---- Records provided
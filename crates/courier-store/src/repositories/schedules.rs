//! Scheduled-send repository — due-item selection and the claim transition.
//!
//! `try_claim` is the correctness boundary for the Schedule Worker: the
//! conditional `pending → in_flight` UPDATE succeeds for exactly one caller
//! per item, so overlapping ticks or multiple worker instances never
//! double-fire.

use chrono::{DateTime, Utc};
use courier_core::ids;
use courier_core::schedule::{ScheduleStatus, ScheduledSend};
use rusqlite::{Connection, OptionalExtension, Row, params};

use crate::errors::Result;
use crate::row::{now_rfc3339, parse_enum, parse_timestamp, parse_timestamp_opt};

/// Options for creating a scheduled send.
pub struct CreateScheduleOptions<'a> {
    /// Owning account.
    pub account_id: &'a str,
    /// Recipient identity.
    pub recipient: &'a str,
    /// Message body.
    pub body: &'a str,
    /// First (or only) fire time.
    pub fire_at: DateTime<Utc>,
    /// Cron expression for recurring items.
    pub cron_expr: Option<&'a str>,
}

/// Scheduled-send repository — stateless, every method takes `&Connection`.
pub struct ScheduleRepo;

const COLUMNS: &str = "id, account_id, recipient, body, fire_at, cron_expr, status, \
                       last_attempted_at, sent_at, error, created_at";

fn map_row(row: &Row<'_>) -> rusqlite::Result<ScheduledSend> {
    Ok(ScheduledSend {
        id: row.get(0)?,
        account_id: row.get(1)?,
        recipient: row.get(2)?,
        body: row.get(3)?,
        fire_at: parse_timestamp(4, &row.get::<_, String>(4)?)?,
        cron_expr: row.get(5)?,
        status: parse_enum(6, &row.get::<_, String>(6)?, ScheduleStatus::from_sql)?,
        last_attempted_at: parse_timestamp_opt(7, row.get(7)?)?,
        sent_at: parse_timestamp_opt(8, row.get(8)?)?,
        error: row.get(9)?,
        created_at: parse_timestamp(10, &row.get::<_, String>(10)?)?,
    })
}

impl ScheduleRepo {
    /// Create a new scheduled send in `pending` status.
    pub fn create(conn: &Connection, opts: &CreateScheduleOptions<'_>) -> Result<ScheduledSend> {
        let id = ids::new_schedule_id();
        let now = now_rfc3339();
        let _ = conn.execute(
            "INSERT INTO scheduled_sends (id, account_id, recipient, body, fire_at, cron_expr, status, created_at)
             VALUES (?1, ?2, ?3, ?4, ?5, ?6, 'pending', ?7)",
            params![
                id,
                opts.account_id,
                opts.recipient,
                opts.body,
                opts.fire_at.to_rfc3339(),
                opts.cron_expr,
                now
            ],
        )?;
        Self::get_by_id(conn, &id)?.ok_or_else(|| crate::StoreError::not_found("schedule", id))
    }

    /// Get scheduled send by id.
    pub fn get_by_id(conn: &Connection, schedule_id: &str) -> Result<Option<ScheduledSend>> {
        let row = conn
            .query_row(
                &format!("SELECT {COLUMNS} FROM scheduled_sends WHERE id = ?1"),
                params![schedule_id],
                map_row,
            )
            .optional()?;
        Ok(row)
    }

    /// List pending items whose fire time has passed, earliest first.
    pub fn list_due(conn: &Connection, now: DateTime<Utc>) -> Result<Vec<ScheduledSend>> {
        let mut stmt = conn.prepare(&format!(
            "SELECT {COLUMNS} FROM scheduled_sends
             WHERE status = 'pending' AND fire_at <= ?1
             ORDER BY fire_at"
        ))?;
        let rows = stmt
            .query_map(params![now.to_rfc3339()], map_row)?
            .collect::<std::result::Result<Vec<_>, _>>()?;
        Ok(rows)
    }

    /// Claim a due item: conditional `pending → in_flight`.
    ///
    /// Returns `true` for exactly one caller per item; losers see `false`
    /// and must skip the item.
    pub fn try_claim(conn: &Connection, schedule_id: &str) -> Result<bool> {
        let changed = conn.execute(
            "UPDATE scheduled_sends SET status = 'in_flight', last_attempted_at = ?1
             WHERE id = ?2 AND status = 'pending'",
            params![now_rfc3339(), schedule_id],
        )?;
        Ok(changed > 0)
    }

    /// Terminal success for a claimed item.
    pub fn mark_sent(conn: &Connection, schedule_id: &str) -> Result<bool> {
        let changed = conn.execute(
            "UPDATE scheduled_sends SET status = 'sent', sent_at = ?1
             WHERE id = ?2 AND status = 'in_flight'",
            params![now_rfc3339(), schedule_id],
        )?;
        Ok(changed > 0)
    }

    /// Terminal failure for a claimed item. No automatic retry.
    pub fn mark_failed(conn: &Connection, schedule_id: &str, error: &str) -> Result<bool> {
        let changed = conn.execute(
            "UPDATE scheduled_sends SET status = 'failed', error = ?1
             WHERE id = ?2 AND status = 'in_flight'",
            params![error, schedule_id],
        )?;
        Ok(changed > 0)
    }

    /// Return a fired recurring item to `pending` with its next fire time.
    pub fn reschedule(
        conn: &Connection,
        schedule_id: &str,
        next_fire_at: DateTime<Utc>,
    ) -> Result<bool> {
        let changed = conn.execute(
            "UPDATE scheduled_sends SET status = 'pending', fire_at = ?1, sent_at = ?2
             WHERE id = ?3 AND status = 'in_flight'",
            params![next_fire_at.to_rfc3339(), now_rfc3339(), schedule_id],
        )?;
        Ok(changed > 0)
    }

    /// Cancel a pending item. Terminal; pre-empts firing.
    pub fn cancel(conn: &Connection, schedule_id: &str) -> Result<bool> {
        let changed = conn.execute(
            "UPDATE scheduled_sends SET status = 'cancelled'
             WHERE id = ?1 AND status = 'pending'",
            params![schedule_id],
        )?;
        Ok(changed > 0)
    }

    /// List an account's scheduled sends, soonest first.
    pub fn list_for_account(conn: &Connection, account_id: &str) -> Result<Vec<ScheduledSend>> {
        let mut stmt = conn.prepare(&format!(
            "SELECT {COLUMNS} FROM scheduled_sends WHERE account_id = ?1 ORDER BY fire_at"
        ))?;
        let rows = stmt
            .query_map(params![account_id], map_row)?
            .collect::<std::result::Result<Vec<_>, _>>()?;
        Ok(rows)
    }
}

// ─────────────────────────────────────────────────────────────────────────────
// Tests
// ─────────────────────────────────────────────────────────────────────────────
--------
### The problem
Check each line of the entries, and copy the ones that contain "struct".

### Result of this exercise
pub struct CreateScheduleOptions<'a> {
pub struct ScheduleRepo;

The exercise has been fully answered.